### DESCRIPTION OF THE TASK
Filter the records below and copy every line containing the word "poll".

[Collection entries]
***

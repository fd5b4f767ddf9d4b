use std::sync::mpsc::{self, Receiver, RecvTimeoutError, Sender};
use std::thread;
use std::time::Duration;

use esp_idf_svc::mqtt::client::{
    EspMqttClient, EspMqttConnection, EventPayload, MqttClientConfiguration, QoS,
};
use log::{debug, warn};

use tankwatch_embedded::network::{InboundMessage, MqttSession};

use crate::error::{Result, TankError};

const CONNECT_TIMEOUT: Duration = Duration::from_secs(10);
const EVENT_TASK_STACK: usize = 6 * 1024;

enum SessionEvent {
    Connected,
    Disconnected,
    Message(InboundMessage),
}

/// ESP-IDF MQTT client. A fresh client is created for every connect; its
/// event task forwards into a channel drained by `poll`.
pub struct EspSession {
    url: String,
    client: Option<EspMqttClient<'static>>,
    events: Option<Receiver<SessionEvent>>,
    connected: bool,
}

impl EspSession {
    pub fn new(host: &str, port: u16) -> Self {
        Self {
            url: format!("mqtt://{host}:{port}"),
            client: None,
            events: None,
            connected: false,
        }
    }

    fn spawn_event_task(mut connection: EspMqttConnection, tx: Sender<SessionEvent>) -> Result<()> {
        thread::Builder::new()
            .stack_size(EVENT_TASK_STACK)
            .spawn(move || {
                while let Ok(event) = connection.next() {
                    let forwarded = match event.payload() {
                        EventPayload::Connected(_) => SessionEvent::Connected,
                        EventPayload::Disconnected => SessionEvent::Disconnected,
                        EventPayload::Received {
                            topic: Some(topic),
                            data,
                            ..
                        } => SessionEvent::Message(InboundMessage {
                            topic: topic.to_string(),
                            payload: data.to_vec(),
                        }),
                        EventPayload::Error(e) => {
                            warn!("MQTT error: {:?}", e);
                            continue;
                        }
                        _ => continue,
                    };

                    if tx.send(forwarded).is_err() {
                        break;
                    }
                }
                debug!("MQTT event task finished");
            })?;
        Ok(())
    }

    fn drain_state(&mut self) -> Option<InboundMessage> {
        let events = self.events.as_ref()?;
        while let Ok(event) = events.try_recv() {
            match event {
                SessionEvent::Connected => self.connected = true,
                SessionEvent::Disconnected => self.connected = false,
                SessionEvent::Message(message) => return Some(message),
            }
        }
        None
    }
}

impl MqttSession for EspSession {
    type Error = TankError;

    fn connect(&mut self, client_id: &str) -> Result<()> {
        self.client = None;
        self.events = None;
        self.connected = false;

        let conf = MqttClientConfiguration {
            client_id: Some(client_id),
            keep_alive_interval: Some(Duration::from_secs(15)),
            network_timeout: Duration::from_secs(5),
            ..Default::default()
        };

        let (client, connection) = EspMqttClient::new(&self.url, &conf)?;
        let (tx, rx) = mpsc::channel();
        Self::spawn_event_task(connection, tx)?;

        loop {
            match rx.recv_timeout(CONNECT_TIMEOUT) {
                Ok(SessionEvent::Connected) => break,
                Ok(SessionEvent::Disconnected) => return Err(TankError::Rejected),
                Ok(SessionEvent::Message(_)) => continue,
                Err(RecvTimeoutError::Timeout) | Err(RecvTimeoutError::Disconnected) => {
                    return Err(TankError::ConnectTimeout);
                }
            }
        }

        self.client = Some(client);
        self.events = Some(rx);
        self.connected = true;
        Ok(())
    }

    fn is_connected(&self) -> bool {
        self.connected
    }

    fn subscribe(&mut self, topic: &str) -> Result<()> {
        let client = self.client.as_mut().ok_or(TankError::NotConnected)?;
        client.subscribe(topic, QoS::AtMostOnce)?;
        Ok(())
    }

    fn publish(&mut self, topic: &str, payload: &[u8]) -> Result<()> {
        let client = self.client.as_mut().ok_or(TankError::NotConnected)?;
        client.publish(topic, QoS::AtMostOnce, false, payload)?;
        Ok(())
    }

    fn poll(&mut self) -> Option<InboundMessage> {
        self.drain_state()
    }
}
use alloc::string::String;

use embedded_hal::delay::DelayNs;
use embedded_hal::digital::OutputPin;
use rand_core::RngCore;

use crate::command::{Command, CommandHandler};
use crate::config::{NetworkConfig, STATUS_BLINK_INTERVAL_MS, TankConfig};
use crate::error::{Error, Result};
use crate::indicator::StatusIndicator;
use crate::network::{ConnectionState, ConnectivitySupervisor, MqttSession, WifiController};
use crate::report::ReportingScheduler;
use crate::sensor::{DistanceSampler, EchoTimer};
use crate::time::{Clock, is_due};
use crate::types::DeviceState;

/// Inbound messages handled per loop iteration before the timers run.
pub const MAX_MESSAGES_PER_TICK: usize = 8;
const LOOP_IDLE_MS: u32 = 10;

/// Board I/O handed to the controller. All outputs share one pin type.
pub struct TankIo<O, E> {
    pub trigger: O,
    pub echo: E,
    pub leds: [O; 2],
    pub status: O,
}

/// Single-threaded control loop tying the sampler, command handler,
/// connectivity supervisor and status LED to one device state.
pub struct TankController<O, E, W, S, C, D, R>
where
    O: OutputPin,
    E: EchoTimer,
    W: WifiController,
    S: MqttSession,
    C: Clock,
    D: DelayNs,
    R: RngCore,
{
    sampler: DistanceSampler<O, E>,
    handler: CommandHandler<O>,
    indicator: StatusIndicator<O>,
    scheduler: ReportingScheduler,
    supervisor: ConnectivitySupervisor<W, S>,
    data_topic: String,
    state: DeviceState,
    clock: C,
    delay: D,
    rng: R,
}

impl<O, E, W, S, C, D, R> TankController<O, E, W, S, C, D, R>
where
    O: OutputPin,
    E: EchoTimer,
    W: WifiController,
    S: MqttSession,
    C: Clock,
    D: DelayNs,
    R: RngCore,
{
    #[allow(clippy::too_many_arguments)]
    pub fn new(
        config: TankConfig,
        network: NetworkConfig,
        io: TankIo<O, E>,
        link: W,
        session: S,
        clock: C,
        delay: D,
        rng: R,
    ) -> Result<Self> {
        config.validate()?;

        let supervisor = ConnectivitySupervisor::new(link, session, network);
        let data_topic = supervisor.topics().data.clone();

        Ok(Self {
            sampler: DistanceSampler::new(io.trigger, io.echo, config.echo_timeout_us),
            handler: CommandHandler::new(io.leds, config.blink_enabled),
            indicator: StatusIndicator::new(io.status),
            scheduler: ReportingScheduler::new(
                config.report_interval_ms,
                config.tank_height_cm,
                config.max_distance_cm,
            ),
            supervisor,
            data_topic,
            state: DeviceState::default(),
            clock,
            delay,
            rng,
        })
    }

    pub fn state(&self) -> &DeviceState {
        &self.state
    }

    pub fn connection_state(&self) -> ConnectionState {
        self.supervisor.state()
    }

    /// Puts every output in its idle state and blocks until the link is up.
    pub fn start(&mut self) {
        self.handler.reset(&mut self.state);
        self.indicator.update(ConnectionState::LinkDown);

        self.supervisor.acquire_link(&mut self.delay);

        let now = self.clock.now_ms();
        self.state.last_link_ok = now;
        self.state.last_link_check = now;
        self.state.last_blink = now;
        log::info!("Tank monitor started, publishing to {}", self.data_topic);
    }

    /// One pass of the control loop.
    pub fn tick(&mut self) -> ConnectionState {
        self.supervisor
            .ensure_session(&self.clock, &mut self.delay, &mut self.rng);

        for _ in 0..MAX_MESSAGES_PER_TICK {
            let Some(message) = self.supervisor.poll() else {
                break;
            };
            self.handler.handle(
                &mut self.state,
                self.supervisor.topics(),
                &message.topic,
                &message.payload,
                &mut self.delay,
            );
        }

        let now = self.clock.now_ms();

        if is_due(
            now,
            self.state.last_link_check,
            self.supervisor.config().link_check_interval_ms,
        ) {
            self.state.last_link_check = now;
            self.supervisor.check_link(&mut self.state, now);
        }

        if is_due(now, self.state.last_blink, STATUS_BLINK_INTERVAL_MS) {
            self.state.last_blink = now;
            self.indicator.update(self.supervisor.state());
        }

        if self.scheduler.is_due(&self.state, now) {
            self.state.last_report = now;
            self.report();
        }

        self.supervisor.state()
    }

    pub fn run(&mut self) -> ! {
        self.start();
        loop {
            self.tick();
            self.delay.delay_ms(LOOP_IDLE_MS);
        }
    }

    /// Handles a message outside the loop, e.g. from a local console.
    pub fn apply(&mut self, topic: &str, payload: &[u8]) -> Option<Command> {
        self.handler.handle(
            &mut self.state,
            self.supervisor.topics(),
            topic,
            payload,
            &mut self.delay,
        )
    }

    fn report(&mut self) {
        let reading = self.sampler.sample(&mut self.delay);

        let telemetry = match self.scheduler.prepare(&mut self.state, reading) {
            Ok(telemetry) => telemetry,
            Err(e) => {
                log::warn!("Skipping report: {}", e);
                return;
            }
        };

        let payload = match telemetry.to_json() {
            Ok(payload) => payload,
            Err(e) => {
                log::error!("Telemetry encoding failed: {}", e);
                return;
            }
        };

        match self.supervisor.publish(&self.data_topic, &payload) {
            Ok(()) => log::info!(
                "Published level {}%, distance {:.1} cm, motor {}",
                telemetry.level,
                telemetry.distance_cm,
                telemetry.motor
            ),
            Err(Error::NotConnected) => log::debug!("Offline, telemetry not published"),
            Err(e) => log::warn!("Telemetry publish to {} failed: {}", self.data_topic, e),
        }
    }
}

***

### TASK OUTPUT
/// event task forwards into a channel drained by `poll`.
    fn poll(&mut self) -> Option<InboundMessage> {
            let Some(message) = self.supervisor.poll() else {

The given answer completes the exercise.